Member of the U.S. House of Representatives from New York's 21st district
- In office March 4, 1849 – March 3, 1851
- Preceded by: George A. Starkweather
- Succeeded by: William W. Snow

Member of the New York State Assembly from Schoharie County
- In office January 1, 1836 – December 31, 1836 Serving with Alvin Wilkins
- Preceded by: John F. Hiller, Jonas Krum
- Succeeded by: Philip Mann, Reuben Merchant

Town Supervisor of Wright, New York
- In office 1846–1849
- Preceded by: None (position created)
- Succeeded by: Henry D. Rosekrans

Town Supervisor of Schoharie, New York
- In office 1842–1844
- Preceded by: John S. Brown
- Succeeded by: Daniel Larkin

Personal details
- Born: August 21, 1800 Pawlet, Vermont
- Died: July 21, 1880 (aged 79) Wright, New York
- Party: Democratic
- Spouse: Sophia Dominick (m. 1822-1880, his death)
- Children: 10
- Occupation: Businessman Farmer

Military service
- Allegiance: United States New York
- Branch/service: New York Militia
- Years of service: 1830s-1840s
- Rank: Major General
- Commands: 16th Division

= Hiram Walden =

American politician

Hiram Walden (August 21, 1800 – July 21, 1880) was an American businessman and politician from New York. He was most notable for his service as a United States representative from 1849 to 1851.

==Biography==
Walden was born in Pawlet, Vermont on August 21, 1800. He attended the district schools of Pawlet and moved to Berne, New York in 1818. In 1821, he moved to the hamlet of Waldenville in what is now the town of Wright. Walden farmed and was involved in the manufacture of axes, a business he operated until it was destroyed in an 1846 fire.

He was a member of the New York State Assembly in 1836. In addition to his business interests, Walden was involved in the state militia and in 1839 he attained the rank of major general as commander of the 16th Division. He commanded the division until resigning in 1841. He was Schoharie's town supervisor from 1842 to 1844. When the town of Wright was created by separating it from Schoharie, Walden was Wright's first town supervisor, and he served from 1846 to 1849.

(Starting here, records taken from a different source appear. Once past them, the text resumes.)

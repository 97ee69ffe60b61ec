use anyhow::{Context, Result};
use ratatui::{
    layout::{Alignment, Constraint, Direction, Layout},
    style::{Color, Modifier, Style},
    text::{Line, Span},
    widgets::{Block, BorderType, Borders, Paragraph},
    Frame,
};

use crate::game::{Cell, GameConfig, GameState, GameStatus};
use crate::session::SessionMetrics;

/// Parse a color name, `#rrggbb` value or ANSI index into a terminal color.
pub fn parse_color(value: &str) -> Result<Color> {
    value
        .trim()
        .parse::<Color>()
        .with_context(|| format!("unrecognized color {value:?}"))
}

/// Draws the game. Colors come from the configuration and are parsed once,
/// at construction, so a bad color string fails before the first frame.
pub struct Renderer {
    snake_color: Color,
    food_color: Color,
    gutter: String,
}

impl Renderer {
    pub fn new(config: &GameConfig) -> Result<Self> {
        let snake_color = parse_color(&config.snake_color)?;
        let food_color = parse_color(&config.food_color)?;
        // Character-cell analogue of a pixel spacing ratio: pad each cell
        // glyph with gutter columns.
        let gutter = " ".repeat(config.cell_spacing.round().max(0.0) as usize);

        Ok(Self {
            snake_color,
            food_color,
            gutter,
        })
    }

    pub fn render(&self, frame: &mut Frame, state: &GameState, metrics: &SessionMetrics) {
        let chunks = Layout::default()
            .direction(Direction::Vertical)
            .constraints([
                Constraint::Length(1), // Header
                Constraint::Min(0),    // Game area
                Constraint::Length(1), // Footer
            ])
            .split(frame.area());

        frame.render_widget(self.render_stats(state, metrics), chunks[0]);

        // Center the game area horizontally
        let game_area = Layout::default()
            .direction(Direction::Horizontal)
            .constraints([
                Constraint::Percentage(10),
                Constraint::Percentage(80),
                Constraint::Percentage(10),
            ])
            .split(chunks[1])[1];

        // A terminal state shows only the banner; the grid is not drawn.
        match &state.status {
            GameStatus::Running => frame.render_widget(self.render_grid(state), game_area),
            GameStatus::Ended { message } => {
                frame.render_widget(self.render_banner(message, state), game_area)
            }
        }

        frame.render_widget(self.render_controls(), chunks[2]);
    }

    fn render_grid(&self, state: &GameState) -> Paragraph<'static> {
        let head = state.snake.head();
        let mut lines = Vec::with_capacity(state.grid_height);

        for y in 0..state.grid_height {
            let mut spans = Vec::with_capacity(state.grid_width);

            for x in 0..state.grid_width {
                let cell = Cell::new(x as i32, y as i32);

                let span = if cell == head {
                    Span::styled(
                        format!("■{}", self.gutter),
                        Style::default()
                            .fg(self.snake_color)
                            .add_modifier(Modifier::BOLD),
                    )
                } else if state.is_occupied_by_snake(cell) {
                    Span::styled(
                        format!("□{}", self.gutter),
                        Style::default().fg(self.snake_color),
                    )
                } else if state.food == Some(cell) {
                    Span::styled(
                        format!("●{}", self.gutter),
                        Style::default()
                            .fg(self.food_color)
                            .add_modifier(Modifier::BOLD),
                    )
                } else {
                    Span::styled(
                        format!("·{}", self.gutter),
                        Style::default().fg(Color::DarkGray),
                    )
                };

                spans.push(span);
            }

            lines.push(Line::from(spans));
        }

        Paragraph::new(lines)
            .block(
                Block::default()
                    .borders(Borders::ALL)
                    .border_type(BorderType::Double)
                    .title(" snake "),
            )
            .alignment(Alignment::Center)
    }

    fn render_stats(&self, state: &GameState, metrics: &SessionMetrics) -> Paragraph<'static> {
        let text = vec![Line::from(vec![
            Span::styled("Score: ", Style::default().fg(Color::Yellow)),
            Span::styled(
                state.score.to_string(),
                Style::default()
                    .fg(Color::White)
                    .add_modifier(Modifier::BOLD),
            ),
            Span::raw("    "),
            Span::styled("Steps: ", Style::default().fg(Color::Yellow)),
            Span::styled(state.steps.to_string(), Style::default().fg(Color::White)),
            Span::raw("    "),
            Span::styled("Time: ", Style::default().fg(Color::Yellow)),
            Span::styled(metrics.format_time(), Style::default().fg(Color::White)),
        ])];

        Paragraph::new(text).alignment(Alignment::Center)
    }

    fn render_banner(&self, message: &str, state: &GameState) -> Paragraph<'static> {
        let text = vec![
            Line::from(""),
            Line::from(Span::styled(
                message.to_string(),
                Style::default().fg(Color::Red).add_modifier(Modifier::BOLD),
            )),
            Line::from(""),
            Line::from(vec![
                Span::styled("Final Score: ", Style::default().fg(Color::Yellow)),
                Span::styled(
                    state.score.to_string(),
                    Style::default()
                        .fg(Color::White)
                        .add_modifier(Modifier::BOLD),
                ),
            ]),
            Line::from(""),
            Line::from(vec![
                Span::styled("Press ", Style::default().fg(Color::Gray)),
                Span::styled(
                    "R",
                    Style::default()
                        .fg(Color::Green)
                        .add_modifier(Modifier::BOLD),
                ),
                Span::styled(" to restart or ", Style::default().fg(Color::Gray)),
                Span::styled(
                    "Q",
                    Style::default().fg(Color::Red).add_modifier(Modifier::BOLD),
                ),
                Span::styled(" to quit", Style::default().fg(Color::Gray)),
            ]),
        ];

        Paragraph::new(text).alignment(Alignment::Center).block(
            Block::default()
                .borders(Borders::ALL)
                .border_style(Style::default().fg(Color::Red)),
        )
    }

    fn render_controls(&self) -> Paragraph<'static> {
        let text = vec![Line::from(vec![
            Span::styled("↑↓←→", Style::default().fg(Color::Cyan)),
            Span::raw(" or "),
            Span::styled("WASD", Style::default().fg(Color::Cyan)),
            Span::raw(" to move | "),
            Span::styled("R", Style::default().fg(Color::Green)),
            Span::raw(" to restart | "),
            Span::styled("Q", Style::default().fg(Color::Red)),
            Span::raw(" to quit"),
        ])];

        Paragraph::new(text).alignment(Alignment::Center)
    }
}

#[cfg(test)]
mod tests {
    use super::*;
    use crate::game::{Direction as Heading, Snake};
    use ratatui::{backend::TestBackend, Terminal};

    fn sample_state() -> GameState {
        let snake = Snake::new(
            vec![Cell::new(2, 1), Cell::new(1, 1), Cell::new(0, 1)],
            Heading::Right,
        );
        GameState::new(snake, Some(Cell::new(3, 3)), 5, 5)
    }

    fn drawn_text(renderer: &Renderer, state: &GameState) -> String {
        let backend = TestBackend::new(60, 16);
        let mut terminal = Terminal::new(backend).unwrap();
        let metrics = SessionMetrics::new();

        terminal
            .draw(|frame| renderer.render(frame, state, &metrics))
            .unwrap();

        terminal
            .backend()
            .buffer()
            .content
            .iter()
            .map(|cell| cell.symbol())
            .collect()
    }

    #[test]
    fn test_parse_color() {
        assert!(parse_color("green").is_ok());
        assert!(parse_color("#00ff00").is_ok());
        assert!(parse_color("  red ").is_ok());
        assert!(parse_color("not-a-color").is_err());
    }

    #[test]
    fn test_running_state_draws_grid_and_food() {
        let renderer = Renderer::new(&GameConfig::small()).unwrap();
        let text = drawn_text(&renderer, &sample_state());

        assert!(text.contains('■'));
        assert!(text.contains('□'));
        assert!(text.contains('●'));
        assert!(!text.contains("Game Over!"));
    }

    #[test]
    fn test_ended_state_draws_only_banner() {
        let renderer = Renderer::new(&GameConfig::small()).unwrap();
        let mut state = sample_state();
        state.status = GameStatus::Ended {
            message: "Game Over!".to_string(),
        };

        let text = drawn_text(&renderer, &state);

        assert!(text.contains("Game Over!"));
        assert!(text.contains("Final Score: 0"));
        assert!(!text.contains('■'));
        assert!(!text.contains('●'));
    }

    #[test]
    fn test_bad_color_is_rejected_at_construction() {
        let mut config = GameConfig::small();
        config.snake_color = "chartreuse-ish".to_string();
        assert!(Renderer::new(&config).is_err());
    }
}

In 1848, Walden was the successful Democratic nominee for a seat in the United States House of Representatives. He served in the Thirty-first Congress (March 4, 1849 – March 3, 1851). During his House term, Walden was a member of the Committee on Invalid Pensions and chairman of the Committee on Patents. He was an unsuccessful candidate for re-nomination in 1850.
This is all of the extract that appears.